Collected data
__________
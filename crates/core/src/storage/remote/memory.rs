//! In-memory object store for tests.
//!
//! Behaves like an S3 bucket for the operations the client uses, and can be
//! told to fail specific parts, puts or deletes. Multipart completions are
//! validated the way S3 validates them: parts must be sorted ascending with
//! no gaps and every ETag must match an uploaded part.

use std::collections::{HashMap, HashSet};
use std::sync::atomic::{AtomicUsize, Ordering};
use std::sync::{Mutex, MutexGuard, PoisonError};
use std::time::Duration;

use bytes::{Bytes, BytesMut};

use super::store::{CompletedPart, ObjectHead, ObjectStore, PresignRequest};
use crate::storage::error::StorageError;

#[derive(Debug, Clone)]
struct StoredObject {
    bytes: Bytes,
    content_type: String,
}

#[derive(Debug)]
struct PendingUpload {
    key: String,
    content_type: String,
    parts: HashMap<u32, (String, Bytes)>,
}

#[derive(Debug, Default)]
struct MemoryState {
    objects: HashMap<String, StoredObject>,
    uploads: HashMap<String, PendingUpload>,
    next_upload_id: u64,
    aborted: Vec<String>,
    completions: Vec<Vec<u32>>,
    failing_parts: HashSet<u32>,
    failing_put_patterns: Vec<String>,
    failing_delete_keys: HashSet<String>,
    unreachable: bool,
}

/// In-memory bucket.
#[derive(Debug)]
pub struct MemoryObjectStore {
    bucket: String,
    state: Mutex<MemoryState>,
    part_delay: Option<Duration>,
    in_flight_parts: AtomicUsize,
    max_in_flight_parts: AtomicUsize,
    // upload ID -> (in flight now, highest seen)
    in_flight_by_upload: Mutex<HashMap<String, (usize, usize)>>,
}

impl Default for MemoryObjectStore {
    fn default() -> Self {
        Self::new("memory")
    }
}

impl MemoryObjectStore {
    /// Create an empty bucket.
    #[must_use]
    pub fn new(bucket: impl Into<String>) -> Self {
        Self {
            bucket: bucket.into(),
            state: Mutex::new(MemoryState::default()),
            part_delay: None,
            in_flight_parts: AtomicUsize::new(0),
            max_in_flight_parts: AtomicUsize::new(0),
            in_flight_by_upload: Mutex::new(HashMap::new()),
        }
    }

    /// Delay each part upload by `delay / part_number`, so later parts finish first.
    #[must_use]
    pub fn with_part_delay(mut self, delay: Duration) -> Self {
        self.part_delay = Some(delay);
        self
    }

    fn state(&self) -> MutexGuard<'_, MemoryState> {
        self.state.lock().unwrap_or_else(PoisonError::into_inner)
    }

    /// Fail every upload of the given part number.
    pub fn fail_part(&self, part_number: u32) {
        self.state().failing_parts.insert(part_number);
    }

    /// Fail puts and multipart creations whose key contains `pattern`.
    pub fn fail_puts_containing(&self, pattern: impl Into<String>) {
        self.state().failing_put_patterns.push(pattern.into());
    }

    /// Fail deletes of `key`.
    pub fn fail_delete(&self, key: impl Into<String>) {
        self.state().failing_delete_keys.insert(key.into());
    }

    /// Make health checks fail.
    pub fn set_unreachable(&self, unreachable: bool) {
        self.state().unreachable = unreachable;
    }

    /// Insert an object directly.
    pub fn insert(&self, key: impl Into<String>, bytes: impl Into<Bytes>, content_type: &str) {
        self.state().objects.insert(
            key.into(),
            StoredObject {
                bytes: bytes.into(),
                content_type: content_type.to_string(),
            },
        );
    }

    /// Bytes stored at `key`.
    #[must_use]
    pub fn object(&self, key: &str) -> Option<Bytes> {
        self.state().objects.get(key).map(|o| o.bytes.clone())
    }

    /// Number of stored objects.
    #[must_use]
    pub fn object_count(&self) -> usize {
        self.state().objects.len()
    }

    /// Upload IDs that were aborted, in order.
    #[must_use]
    pub fn aborted_uploads(&self) -> Vec<String> {
        self.state().aborted.clone()
    }

    /// Part numbers of every successful completion, as sent.
    #[must_use]
    pub fn completed_part_lists(&self) -> Vec<Vec<u32>> {
        self.state().completions.clone()
    }

    /// Multipart transactions neither completed nor aborted.
    #[must_use]
    pub fn pending_uploads(&self) -> Vec<String> {
        self.state().uploads.keys().cloned().collect()
    }

    /// Highest number of part uploads observed in flight at once.
    #[must_use]
    pub fn max_in_flight_parts(&self) -> usize {
        self.max_in_flight_parts.load(Ordering::SeqCst)
    }

    /// Highest number of parts of one transaction observed in flight at once.
    #[must_use]
    pub fn max_in_flight_parts_for(&self, upload_id: &str) -> usize {
        self.in_flight_by_upload()
            .get(upload_id)
            .map_or(0, |(_, max)| *max)
    }

    fn in_flight_by_upload(&self) -> MutexGuard<'_, HashMap<String, (usize, usize)>> {
        self.in_flight_by_upload
            .lock()
            .unwrap_or_else(PoisonError::into_inner)
    }

    fn begin_part(&self, upload_id: &str) -> InFlightGuard<'_> {
        let now = self.in_flight_parts.fetch_add(1, Ordering::SeqCst) + 1;
        self.max_in_flight_parts.fetch_max(now, Ordering::SeqCst);

        let mut by_upload = self.in_flight_by_upload();
        let (current, max) = by_upload.entry(upload_id.to_string()).or_default();
        *current += 1;
        *max = (*max).max(*current);

        InFlightGuard {
            store: self,
            upload_id: upload_id.to_string(),
        }
    }

    /// Resolve a URL issued by [`ObjectStore::presign`] for a GET.
    #[must_use]
    pub fn fetch(&self, url: &str) -> Option<Bytes> {
        let rest = url.strip_prefix("memory://")?;
        let (bucket, rest) = rest.split_once('/')?;
        if bucket != self.bucket {
            return None;
        }
        let (key, _query) = rest.split_once('?').unwrap_or((rest, ""));
        self.object(key)
    }

    fn put_should_fail(&self, key: &str) -> bool {
        self.state()
            .failing_put_patterns
            .iter()
            .any(|pattern| key.contains(pattern.as_str()))
    }
}

struct InFlightGuard<'a> {
    store: &'a MemoryObjectStore,
    upload_id: String,
}

impl Drop for InFlightGuard<'_> {
    fn drop(&mut self) {
        self.store.in_flight_parts.fetch_sub(1, Ordering::SeqCst);
        if let Some((current, _)) = self.store.in_flight_by_upload().get_mut(&self.upload_id) {
            *current = current.saturating_sub(1);
        }
    }
}

impl ObjectStore for MemoryObjectStore {
    fn bucket(&self) -> &str {
        &self.bucket
    }

    async fn put(&self, key: &str, body: Bytes, content_type: &str) -> Result<(), StorageError> {
        if self.put_should_fail(key) {
            return Err(StorageError::transfer("put", key, "injected failure"));
        }
        self.insert(key, body, content_type);
        Ok(())
    }

    async fn get(&self, key: &str) -> Result<Bytes, StorageError> {
        self.object(key).ok_or_else(|| StorageError::not_found(key))
    }

    async fn head(&self, key: &str) -> Result<Option<ObjectHead>, StorageError> {
        Ok(self.state().objects.get(key).map(|o| ObjectHead {
            size: o.bytes.len() as u64,
            content_type: Some(o.content_type.clone()),
            e_tag: None,
        }))
    }

    async fn delete(&self, key: &str) -> Result<(), StorageError> {
        let mut state = self.state();
        if state.failing_delete_keys.contains(key) {
            return Err(StorageError::transfer("delete", key, "injected failure"));
        }
        state.objects.remove(key);
        Ok(())
    }

    async fn create_multipart(&self, key: &str, content_type: &str) -> Result<String, StorageError> {
        if self.put_should_fail(key) {
            return Err(StorageError::transfer(
                "create_multipart",
                key,
                "injected failure",
            ));
        }
        let mut state = self.state();
        state.next_upload_id += 1;
        let upload_id = format!("upload-{}", state.next_upload_id);
        state.uploads.insert(
            upload_id.clone(),
            PendingUpload {
                key: key.to_string(),
                content_type: content_type.to_string(),
                parts: HashMap::new(),
            },
        );
        Ok(upload_id)
    }

    async fn upload_part(
        &self,
        key: &str,
        upload_id: &str,
        part_number: u32,
        body: Bytes,
    ) -> Result<String, StorageError> {
        let _guard = self.begin_part(upload_id);

        if let Some(delay) = self.part_delay {
            tokio::time::sleep(delay / part_number.max(1)).await;
        }

        let mut state = self.state();
        if state.failing_parts.contains(&part_number) {
            return Err(StorageError::transfer(
                "upload_part",
                key,
                format!("injected failure on part {part_number}"),
            ));
        }
        let upload = state
            .uploads
            .get_mut(upload_id)
            .filter(|upload| upload.key == key)
            .ok_or_else(|| StorageError::transfer("upload_part", key, "NoSuchUpload"))?;
        let e_tag = format!("\"{upload_id}-{part_number}\"");
        upload.parts.insert(part_number, (e_tag.clone(), body));
        Ok(e_tag)
    }

    async fn complete_multipart(
        &self,
        key: &str,
        upload_id: &str,
        parts: &[CompletedPart],
    ) -> Result<(), StorageError> {
        let mut state = self.state();
        let upload = state
            .uploads
            .get(upload_id)
            .filter(|upload| upload.key == key)
            .ok_or_else(|| StorageError::transfer("complete_multipart", key, "NoSuchUpload"))?;

        let mut body = BytesMut::new();
        for (index, part) in parts.iter().enumerate() {
            if usize::try_from(part.part_number).ok() != Some(index + 1) {
                return Err(StorageError::transfer(
                    "complete_multipart",
                    key,
                    "InvalidPartOrder",
                ));
            }
            match upload.parts.get(&part.part_number) {
                Some((e_tag, bytes)) if *e_tag == part.e_tag => body.extend_from_slice(bytes),
                _ => {
                    return Err(StorageError::transfer(
                        "complete_multipart",
                        key,
                        "InvalidPart",
                    ));
                }
            }
        }

        let content_type = upload.content_type.clone();
        state.uploads.remove(upload_id);
        state
            .completions
            .push(parts.iter().map(|p| p.part_number).collect());
        state.objects.insert(
            key.to_string(),
            StoredObject {
                bytes: body.freeze(),
                content_type,
            },
        );
        Ok(())
    }

    async fn abort_multipart(&self, key: &str, upload_id: &str) -> Result<(), StorageError> {
        let mut state = self.state();
        state.aborted.push(upload_id.to_string());
        match state.uploads.remove(upload_id) {
            Some(_) => Ok(()),
            None => Err(StorageError::transfer("abort_multipart", key, "NoSuchUpload")),
        }
    }

    async fn presign(
        &self,
        request: PresignRequest<'_>,
        expires_in: Duration,
    ) -> Result<String, StorageError> {
        let mut url = format!(
            "memory://{}/{}?X-Method={}&X-Expires={}",
            self.bucket,
            request.key(),
            request.method(),
            expires_in.as_secs()
        );
        match &request {
            PresignRequest::PutObject { content_type, .. } => {
                url.push_str(&format!("&content-type={content_type}"));
            }
            PresignRequest::UploadPart {
                upload_id,
                part_number,
                ..
            } => {
                url.push_str(&format!("&uploadId={upload_id}&partNumber={part_number}"));
            }
            PresignRequest::GetObject {
                content_disposition,
                content_type,
                ..
            } => {
                if let Some(disposition) = content_disposition {
                    url.push_str(&format!("&response-content-disposition={disposition}"));
                }
                if let Some(content_type) = content_type {
                    url.push_str(&format!("&response-content-type={content_type}"));
                }
            }
        }
        Ok(url)
    }

    async fn health_check(&self) -> Result<(), StorageError> {
        if self.state().unreachable {
            return Err(StorageError::transfer(
                "head_bucket",
                &self.bucket,
                "bucket unreachable",
            ));
        }
        Ok(())
    }
}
__________
## Task goal
Above are several records. Count the lines among them that contain "every" and give only the total.

## Solved exercise
3